3) Corporatisation of the idea of development
This election campaign has harmed the country in another way – The Gujarat model– the idea that growth is basically infrastructure, big cities, wide roads, bullet trains and IITs. In a country where so many people live under the poverty line, the idea that big projects alone will bring growth is absurd. This is specially significant because whichever government comes to power is likely to face pressure to cut money to scheme like the MGNREGS and basic necessities like education and health care even as there will be more pressure to bring in private players.
4) Rising inequality
The idea that GDP growth and infrastructure growth is more important than the welfare of the majority of Indians has become increasingly popular. Many justify it by saying as that over time, even poor people will get some benefit. But what happens in such a situation is only more inequitable distribution of wealth. A large part of the country’s population – farmers, migrant labourers, women workers, child labourers – on the backs of whom much of our wealth is built are barely managing to earn a living. Thus, the story of a developed India is played out only for a few.
5) A compromised media
The mainstream media – the big newspapers and channels – lost a lot of their credibility with the Radia tapes. The English media especially now caters to the interests of an increasingly small section of the population while many of the regional channels push the political interests of regional parties. On the TV, news has become about debates and arguments which are very noisy but convey little that is meaningful. Meanwhile, among the public, the cynicism and lack of trust in the media is on the rise. It does not help that Mukesh Ambani has bought into one of Indian’s biggest television networks.
Thus, whatever the results of the election are, these dangerous trends will remain very much present in society. While a BJP victory will give them more strength, even a defeat for the BJP is not going to see these tendencies die. If anything, they will come back stronger under a more fanatic face. This is a time for all progressive forces – those who believe in a harmonious, equitable society, those who think that there is no growth in trampling over the rights of people – to join hands with those who will suffer the most from the trends mentioned above.

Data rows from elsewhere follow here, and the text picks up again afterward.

use crate::calendar::{CalendarError, WorkDayCalendar};
use crate::capacity::DailyCapacityPolicy;
use crate::config::{ConfigError, WorklistConfig};
use crate::forecast::{Forecast, ForecastError, WorkloadForecast};
use crate::heatmap::HeatmapGrid;
use crate::holidays::{self, HolidayFeedError};
use crate::persistence::{self, PersistenceResult, TaskSource, WorklistSnapshot};
use crate::task::{Task, TaskId};
use crate::task_validation::{self, TaskValidationError};
use chrono::{NaiveDate, NaiveTime};
use std::collections::BTreeMap;
use thiserror::Error;

#[derive(Debug, Error)]
pub enum WorklistError {
    #[error("task {0} not found")]
    TaskNotFound(TaskId),
    #[error(transparent)]
    Validation(#[from] TaskValidationError),
    #[error(transparent)]
    Forecast(#[from] ForecastError),
    #[error(transparent)]
    Config(#[from] ConfigError),
    #[error(transparent)]
    Calendar(#[from] CalendarError),
    #[error(transparent)]
    Holidays(#[from] HolidayFeedError),
}

/// Tasks, the work calendar and the settings the forecast runs with.
#[derive(Debug, Clone)]
pub struct Worklist {
    tasks: BTreeMap<TaskId, Task>,
    calendar: WorkDayCalendar,
    config: WorklistConfig,
    capacity: DailyCapacityPolicy,
}

impl Default for Worklist {
    fn default() -> Self {
        Self {
            tasks: BTreeMap::new(),
            calendar: WorkDayCalendar::default(),
            config: WorklistConfig::default(),
            capacity: DailyCapacityPolicy::default(),
        }
    }
}

impl Worklist {
    pub fn new(config: WorklistConfig) -> Result<Self, WorklistError> {
        config.forecast.weeks()?;
        let calendar = config.calendar.calendar()?;
        let capacity = config.capacity.policy()?;
        Ok(Self {
            tasks: BTreeMap::new(),
            calendar,
            config,
            capacity,
        })
    }

    /// Restore tasks and calendar from a snapshot; the snapshot's calendar replaces the configured one.
    pub fn from_snapshot(
        config: WorklistConfig,
        snapshot: WorklistSnapshot,
    ) -> Result<Self, WorklistError> {
        let mut worklist = Self::new(config)?;
        worklist.calendar = WorkDayCalendar::from_config(&snapshot.calendar)?;
        worklist.replace_tasks(snapshot.tasks)?;
        Ok(worklist)
    }

    pub fn snapshot(&self) -> WorklistSnapshot {
        WorklistSnapshot::new(self.calendar.to_config(), self.tasks().cloned().collect())
    }

    pub fn config(&self) -> &WorklistConfig {
        &self.config
    }

    pub fn capacity(&self) -> &DailyCapacityPolicy {
        &self.capacity
    }

    pub fn calendar(&self) -> &WorkDayCalendar {
        &self.calendar
    }

    pub fn calendar_mut(&mut self) -> &mut WorkDayCalendar {
        &mut self.calendar
    }

    /// Replace the whole task set, validating it as a collection first.
    pub fn replace_tasks(&mut self, tasks: Vec<Task>) -> Result<(), WorklistError> {
        task_validation::validate_task_collection(&tasks)?;
        self.tasks = tasks.into_iter().map(|task| (task.id, task)).collect();
        Ok(())
    }

    /// Insert or overwrite by id. Returns the previous task, if any.
    pub fn upsert_task(&mut self, task: Task) -> Result<Option<Task>, WorklistError> {
        task_validation::validate_task(&task)?;
        tracing::debug!(task_id = task.id, "upserting task");
        Ok(self.tasks.insert(task.id, task))
    }

    pub fn insert_task(&mut self, task: Task) -> Result<(), WorklistError> {
        if self.tasks.contains_key(&task.id) {
            return Err(TaskValidationError::DuplicateId(task.id).into());
        }
        self.upsert_task(task)?;
        Ok(())
    }

    pub fn delete_task(&mut self, id: TaskId) -> Result<Task, WorklistError> {
        self.tasks.remove(&id).ok_or(WorklistError::TaskNotFound(id))
    }

    pub fn find_task(&self, id: TaskId) -> Option<&Task> {
        self.tasks.get(&id)
    }

    /// All tasks in id order.
    pub fn tasks(&self) -> impl Iterator<Item = &Task> {
        self.tasks.values()
    }

    /// Unfinished tasks sorted by due date: ASAP first, undated last.
    pub fn open_tasks(&self) -> Vec<Task> {
        persistence::open_sorted(self.tasks.values().cloned())
    }

    pub fn next_id(&self) -> TaskId {
        self.tasks
            .keys()
            .next_back()
            .map_or(1, |id| id.saturating_add(1))
    }

    pub fn complete_task(&mut self, id: TaskId) -> Result<(), WorklistError> {
        self.task_mut(id)?.finished = true;
        tracing::info!(task_id = id, "task completed");
        Ok(())
    }

    pub fn log_time(&mut self, id: TaskId, minutes: u32) -> Result<u32, WorklistError> {
        let task = self.task_mut(id)?;
        task.log_time(minutes);
        Ok(task.remaining_minutes())
    }

    fn task_mut(&mut self, id: TaskId) -> Result<&mut Task, WorklistError> {
        self.tasks
            .get_mut(&id)
            .ok_or(WorklistError::TaskNotFound(id))
    }

    /// Returns whether `date` became a vacation day.
    pub fn mark_vacation(&mut self, date: NaiveDate) -> bool {
        let marked = self.calendar.mark_vacation(date);
        tracing::info!(%date, marked, "vacation marked");
        marked
    }

    /// Returns whether a vacation mark was removed.
    pub fn unmark_vacation(&mut self, date: NaiveDate) -> bool {
        let removed = self.calendar.unmark_vacation(date);
        tracing::info!(%date, removed, "vacation unmarked");
        removed
    }

    pub fn import_holidays(&mut self, json: &str, province: &str) -> Result<usize, WorklistError> {
        Ok(holidays::import_holiday_feed(
            &mut self.calendar,
            json,
            province,
        )?)
    }

    pub fn forecast(&self, today: NaiveDate, now: NaiveTime) -> Result<Forecast, WorklistError> {
        let tasks = self.open_tasks();
        let forecast = WorkloadForecast::new(&self.calendar, &self.capacity)
            .with_asap_policy(self.config.forecast.asap)
            .execute(&tasks, today, now)?;
        tracing::debug!(
            tasks = tasks.len(),
            days = forecast.len(),
            total_minutes = forecast.total_minutes(),
            "forecast computed"
        );
        Ok(forecast)
    }

    /// Heatmap over the configured number of weeks, ignoring tasks that start after the last row.
    pub fn heatmap(&self, today: NaiveDate, now: NaiveTime) -> Result<HeatmapGrid, WorklistError> {
        let weeks = self.config.forecast.weeks()?;
        let tasks = self.open_tasks();
        let forecast = WorkloadForecast::new(&self.calendar, &self.capacity)
            .with_asap_policy(self.config.forecast.asap)
            .with_horizon_weeks(today, weeks)?
            .execute(&tasks, today, now)?;
        tracing::debug!(
            tasks = tasks.len(),
            weeks,
            total_minutes = forecast.total_minutes(),
            "heatmap forecast computed"
        );
        Ok(HeatmapGrid::build(
            &forecast,
            today,
            now,
            weeks,
            &self.capacity,
        )?)
    }

    /// Planned minutes for `date`.
    pub fn load_on(
        &self,
        date: NaiveDate,
        today: NaiveDate,
        now: NaiveTime,
    ) -> Result<f64, WorklistError> {
        Ok(self.forecast(today, now)?.minutes_on(date))
    }
}

impl TaskSource for Worklist {
    fn open_tasks(&self) -> PersistenceResult<Vec<Task>> {
        Ok(Worklist::open_tasks(self))
    }
}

And these trends must be fought mercilessly, especially since there many of them are found among those who are getting most affected by them. There is a need is for coalitions and new forms of campaign. There is also a need for a new media – one of the people, which talks about their struggles for life and livelihood rather than record the hum of political activity. It is only a combination of these factors that will help face the challenge of right wing mobilisation that is taking over our country today.